## [Work order]
Show every line from the entries that follow which holds the word "EnvFilter".

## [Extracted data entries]
^^^^

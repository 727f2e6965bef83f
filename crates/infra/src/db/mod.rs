//! Database adapters: connection pool and schema bootstrap.

use std::time::Duration;

use sqlx::PgPool;
use sqlx::postgres::PgPoolOptions;

use taproom_core::StoreError;

/// DDL applied at startup. Idempotent (`CREATE TABLE IF NOT EXISTS`).
pub const SCHEMA: &str = include_str!("schema.sql");

/// Connect a Postgres pool.
pub async fn connect(database_url: &str, max_connections: u32) -> Result<PgPool, StoreError> {
    PgPoolOptions::new()
        .max_connections(max_connections)
        .acquire_timeout(Duration::from_secs(5))
        .connect(database_url)
        .await
        .map_err(|e| StoreError::unavailable(format!("failed to connect to Postgres: {e}")))
}

/// Create the `beer` and `customer` tables if they do not exist.
///
/// Must complete before the first store call.
pub async fn bootstrap_schema(pool: &PgPool) -> Result<(), StoreError> {
    sqlx::raw_sql(SCHEMA)
        .execute(pool)
        .await
        .map_err(|e| StoreError::unavailable(format!("schema bootstrap failed: {e}")))?;

    tracing::info!("database schema ready");
    Ok(())
}
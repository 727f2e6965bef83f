use std::collections::BTreeMap;
use std::sync::RwLock;

use chrono::Utc;

use taproom_core::{Audit, Entity, EntityId, EntityStore, StoreError, StoreResult};

/// In-memory entity store for tests/dev.
///
/// Ids are allocated sequentially from 1; `find_all` returns records in id order.
#[derive(Debug)]
pub struct InMemoryEntityStore<E> {
    inner: RwLock<Inner<E>>,
}

#[derive(Debug)]
struct Inner<E> {
    rows: BTreeMap<EntityId, E>,
    /// `None` once every positive `i32` has been handed out.
    next_id: Option<EntityId>,
}

impl<E> InMemoryEntityStore<E> {
    pub fn new() -> Self {
        Self::starting_at(EntityId::first())
    }

    /// Empty store whose first insert receives `first`.
    pub fn starting_at(first: EntityId) -> Self {
        Self {
            inner: RwLock::new(Inner {
                rows: BTreeMap::new(),
                next_id: Some(first),
            }),
        }
    }
}

impl<E> Default for InMemoryEntityStore<E> {
    fn default() -> Self {
        Self::new()
    }
}

fn poisoned() -> StoreError {
    StoreError::unavailable("in-memory store lock poisoned")
}

#[async_trait::async_trait]
impl<E: Entity> EntityStore<E> for InMemoryEntityStore<E> {
    async fn find_all(&self) -> StoreResult<Vec<E>> {
        let inner = self.inner.read().map_err(|_| poisoned())?;
        Ok(inner.rows.values().cloned().collect())
    }

    async fn find_by_id(&self, id: EntityId) -> StoreResult<Option<E>> {
        let inner = self.inner.read().map_err(|_| poisoned())?;
        Ok(inner.rows.get(&id).cloned())
    }

    async fn save(&self, entity: E) -> StoreResult<E> {
        let mut inner = self.inner.write().map_err(|_| poisoned())?;
        let now = Utc::now();

        let saved = match entity.id() {
            None => {
                let id = inner
                    .next_id
                    .ok_or_else(|| StoreError::unavailable("id space exhausted"))?;
                inner.next_id = id.next();
                entity.with_identity(id, Audit::inserted_at(now))
            }
            Some(id) => {
                let stored = inner.rows.get(&id).ok_or(StoreError::MissingRow(id))?;
                let audit = stored.audit().touched_at(now);
                entity.with_identity(id, audit)
            }
        };

        if let Some(id) = saved.id() {
            inner.rows.insert(id, saved.clone());
        }
        Ok(saved)
    }

    async fn delete_by_id(&self, id: EntityId) -> StoreResult<()> {
        let mut inner = self.inner.write().map_err(|_| poisoned())?;
        inner.rows.remove(&id);
        Ok(())
    }

    async fn count(&self) -> StoreResult<u64> {
        let inner = self.inner.read().map_err(|_| poisoned())?;
        Ok(inner.rows.len() as u64)
    }
}
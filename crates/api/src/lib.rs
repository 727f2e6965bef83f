//! HTTP API: configuration, routing, and request/response mapping.

pub mod app;
pub mod config;
pub mod middleware;

pub use config::{AppConfig, StoreBackend};
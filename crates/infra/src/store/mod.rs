//! `EntityStore` implementations.

pub mod in_memory;
pub mod postgres;

pub use in_memory::InMemoryEntityStore;
pub use postgres::{PostgresBeerStore, PostgresCustomerStore};
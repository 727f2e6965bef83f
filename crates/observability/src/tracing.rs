//! Tracing/logging initialization.

use tracing_subscriber::EnvFilter;

/// Default directive when `RUST_LOG` is unset.
pub const DEFAULT_FILTER: &str = "info,tower_http=info,sqlx=warn";

/// Install the JSON subscriber, filtered by `RUST_LOG`.
///
/// Safe to call multiple times (subsequent calls are no-ops).
pub fn init() {
    let filter = EnvFilter::try_from_default_env().unwrap_or_else(|_| EnvFilter::new(DEFAULT_FILTER));

    let _ = tracing_subscriber::fmt()
        .with_env_filter(filter)
        .json()
        .with_timer(tracing_subscriber::fmt::time::SystemTime)
        .with_target(false)
        .try_init();
}

#[cfg(test)]
mod tests {
    use super::*;

    #[test]
    fn init_twice_is_harmless() {
        init();
        init();
        ::tracing::info!("still logging");
    }

    #[test]
    fn default_filter_parses() {
        assert!(EnvFilter::try_new(DEFAULT_FILTER).is_ok());
    }
}
//! CRUD handlers shared by every resource kind.
//!
//! Paths are `/api/v2/<kind>` and `/api/v2/<kind>/:id`, where `<kind>` is
//! the entity's `KIND`.

use std::sync::Arc;

use axum::{
    extract::{Extension, Path, rejection::JsonRejection},
    http::{StatusCode, header},
    response::IntoResponse,
    routing::get,
    Json, Router,
};
use tokio_stream::StreamExt;

use taproom_catalog::{Resource, ResourceService};
use taproom_core::EntityId;

use crate::app::errors;
use crate::app::services::{AppServices, ServesResource};

pub const API_PREFIX: &str = "/api/v2";

pub fn collection_path<R: Resource>() -> String {
    format!("{API_PREFIX}/{}", R::KIND)
}

pub fn router<R>() -> Router
where
    R: Resource,
    AppServices: ServesResource<R>,
{
    let collection = collection_path::<R>();
    let item = format!("{collection}/:id");

    Router::new()
        .route(&collection, get(list::<R>).post(create::<R>))
        .route(
            &item,
            get(get_by_id::<R>)
                .put(replace::<R>)
                .patch(patch::<R>)
                .delete(delete::<R>),
        )
}

pub async fn list<R>(Extension(services): Extension<Arc<AppServices>>) -> axum::response::Response
where
    R: Resource,
    AppServices: ServesResource<R>,
{
    let service = service_for::<R>(&services);
    match service.list().await {
        Ok(stream) => {
            let items: Vec<R::Dto> = stream.collect().await;
            (StatusCode::OK, Json(items)).into_response()
        }
        Err(e) => errors::service_error_to_response(e),
    }
}

pub async fn get_by_id<R>(
    Extension(services): Extension<Arc<AppServices>>,
    Path(id): Path<String>,
) -> axum::response::Response
where
    R: Resource,
    AppServices: ServesResource<R>,
{
    let id = match parse_id(&id) {
        Ok(v) => v,
        Err(resp) => return resp,
    };

    let service = service_for::<R>(&services);
    match service.get_by_id(id).await {
        Ok(Some(dto)) => (StatusCode::OK, Json(dto)).into_response(),
        Ok(None) => errors::not_found(R::KIND, id),
        Err(e) => errors::service_error_to_response(e),
    }
}

pub async fn create<R>(
    Extension(services): Extension<Arc<AppServices>>,
    body: Result<Json<R::Dto>, JsonRejection>,
) -> axum::response::Response
where
    R: Resource,
    AppServices: ServesResource<R>,
{
    let body = match read_body(body) {
        Ok(v) => v,
        Err(resp) => return resp,
    };

    let service = service_for::<R>(&services);
    let created = match service.create(body).await {
        Ok(dto) => dto,
        Err(e) => return errors::service_error_to_response(e),
    };

    let Some(id) = R::dto_id(&created) else {
        return errors::json_error(
            StatusCode::INTERNAL_SERVER_ERROR,
            "store_error",
            "store did not assign an id",
        );
    };

    let location = services.location(&format!("{}/{id}", collection_path::<R>()));
    (StatusCode::CREATED, [(header::LOCATION, location)]).into_response()
}

pub async fn replace<R>(
    Extension(services): Extension<Arc<AppServices>>,
    Path(id): Path<String>,
    body: Result<Json<R::Dto>, JsonRejection>,
) -> axum::response::Response
where
    R: Resource,
    AppServices: ServesResource<R>,
{
    let id = match parse_id(&id) {
        Ok(v) => v,
        Err(resp) => return resp,
    };
    let body = match read_body(body) {
        Ok(v) => v,
        Err(resp) => return resp,
    };

    let service = service_for::<R>(&services);
    match service.replace(id, body).await {
        Ok(Some(_)) => StatusCode::NO_CONTENT.into_response(),
        Ok(None) => errors::not_found(R::KIND, id),
        Err(e) => errors::service_error_to_response(e),
    }
}

pub async fn patch<R>(
    Extension(services): Extension<Arc<AppServices>>,
    Path(id): Path<String>,
    body: Result<Json<R::Dto>, JsonRejection>,
) -> axum::response::Response
where
    R: Resource,
    AppServices: ServesResource<R>,
{
    let id = match parse_id(&id) {
        Ok(v) => v,
        Err(resp) => return resp,
    };
    let body = match read_body(body) {
        Ok(v) => v,
        Err(resp) => return resp,
    };

    let service = service_for::<R>(&services);
    match service.patch(id, body).await {
        Ok(Some(dto)) => (StatusCode::OK, Json(dto)).into_response(),
        Ok(None) => errors::not_found(R::KIND, id),
        Err(e) => errors::service_error_to_response(e),
    }
}

/// Reports 404 for unknown ids; the store itself deletes silently.
pub async fn delete<R>(
    Extension(services): Extension<Arc<AppServices>>,
    Path(id): Path<String>,
) -> axum::response::Response
where
    R: Resource,
    AppServices: ServesResource<R>,
{
    let id = match parse_id(&id) {
        Ok(v) => v,
        Err(resp) => return resp,
    };

    let service = service_for::<R>(&services);
    match service.get_by_id(id).await {
        Ok(Some(_)) => {}
        Ok(None) => return errors::not_found(R::KIND, id),
        Err(e) => return errors::service_error_to_response(e),
    }

    match service.delete_by_id(id).await {
        Ok(()) => StatusCode::NO_CONTENT.into_response(),
        Err(e) => errors::service_error_to_response(e),
    }
}

fn service_for<R>(services: &AppServices) -> &ResourceService<R>
where
    R: Resource,
    AppServices: ServesResource<R>,
{
    <AppServices as ServesResource<R>>::service(services)
}

fn parse_id(raw: &str) -> Result<EntityId, axum::response::Response> {
    raw.parse()
        .map_err(|_| errors::json_error(StatusCode::BAD_REQUEST, "invalid_id", format!("'{raw}' is not a valid id")))
}

fn read_body<T>(body: Result<Json<T>, JsonRejection>) -> Result<T, axum::response::Response> {
    match body {
        Ok(Json(v)) => Ok(v),
        Err(rejection) => Err(errors::json_error(
            StatusCode::BAD_REQUEST,
            "validation_error",
            rejection.body_text(),
        )),
    }
}
//! Token decoding and signature verification.

use chrono::{DateTime, Utc};
use jsonwebtoken::errors::ErrorKind;
use jsonwebtoken::{Algorithm, DecodingKey, Validation, decode};

use crate::{JwtClaims, TokenValidationError, validate_claims};

/// Verifies a bearer token and returns its claims.
pub trait JwtValidator: Send + Sync {
    fn validate(&self, token: &str, now: DateTime<Utc>) -> Result<JwtClaims, TokenValidationError>;
}

/// Shared-secret HS256 validator.
///
/// `jsonwebtoken` checks the signature and claim presence; the time window is
/// checked by [`validate_claims`] against the caller's clock.
pub struct Hs256JwtValidator {
    key: DecodingKey,
    validation: Validation,
}

impl Hs256JwtValidator {
    pub fn new(secret: impl AsRef<[u8]>) -> Self {
        let mut validation = Validation::new(Algorithm::HS256);
        validation.validate_exp = false;
        validation.set_required_spec_claims(&["exp", "sub"]);

        Self {
            key: DecodingKey::from_secret(secret.as_ref()),
            validation,
        }
    }
}

impl JwtValidator for Hs256JwtValidator {
    fn validate(&self, token: &str, now: DateTime<Utc>) -> Result<JwtClaims, TokenValidationError> {
        let data = decode::<JwtClaims>(token, &self.key, &self.validation).map_err(|e| match e.kind() {
            ErrorKind::InvalidSignature => TokenValidationError::BadSignature,
            _ => TokenValidationError::Malformed(e.to_string()),
        })?;

        validate_claims(&data.claims, now)?;
        Ok(data.claims)
    }
}

#[cfg(test)]
mod tests {
    use super::*;
    use chrono::Duration;
    use jsonwebtoken::{EncodingKey, Header, encode};

    use crate::Role;

    fn mint(secret: &str, claims: &JwtClaims) -> String {
        encode(
            &Header::new(Algorithm::HS256),
            claims,
            &EncodingKey::from_secret(secret.as_bytes()),
        )
        .unwrap()
    }

    fn fresh(now: DateTime<Utc>) -> JwtClaims {
        JwtClaims::new("brewer", now, now + Duration::minutes(10))
            .with_roles(vec![Role::new("SCOPE_beer")])
    }

    #[test]
    fn valid_token_round_trips_claims() {
        let now = Utc::now();
        let token = mint("s3cret", &fresh(now));

        let claims = Hs256JwtValidator::new("s3cret").validate(&token, now).unwrap();
        assert_eq!(claims.sub, "brewer");
        assert_eq!(claims.roles, vec![Role::new("SCOPE_beer")]);
    }

    #[test]
    fn wrong_secret_is_bad_signature() {
        let now = Utc::now();
        let token = mint("s3cret", &fresh(now));

        let err = Hs256JwtValidator::new("other").validate(&token, now).unwrap_err();
        assert_eq!(err, TokenValidationError::BadSignature);
    }

    #[test]
    fn garbage_is_malformed() {
        let err = Hs256JwtValidator::new("s3cret")
            .validate("not-a-jwt", Utc::now())
            .unwrap_err();
        assert!(matches!(err, TokenValidationError::Malformed(_)));
    }

    #[test]
    fn expired_token_is_rejected_after_signature_check() {
        let now = Utc::now();
        let token = mint("s3cret", &fresh(now));

        let err = Hs256JwtValidator::new("s3cret")
            .validate(&token, now + Duration::hours(1))
            .unwrap_err();
        assert_eq!(err, TokenValidationError::Expired);
    }
}
use axum::{routing::get, Router};

use taproom_catalog::{Beer, Customer};

pub mod resource;
pub mod system;

/// Router for all authenticated endpoints.
///
/// Carries the fallback so unmatched paths are also behind authentication.
pub fn router() -> Router {
    Router::new()
        .merge(resource::router::<Beer>())
        .merge(resource::router::<Customer>())
        .fallback(system::no_route)
}

/// Actuator endpoints; reachable without a token.
pub fn actuator() -> Router {
    Router::new()
        .route("/actuator/health", get(system::health))
        .route("/actuator/info", get(system::info))
}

^^^^

## [Exercise result]
use tracing_subscriber::EnvFilter;
    let filter = EnvFilter::try_from_default_env().unwrap_or_else(|_| EnvFilter::new(DEFAULT_FILTER));
        assert!(EnvFilter::try_new(DEFAULT_FILTER).is_ok());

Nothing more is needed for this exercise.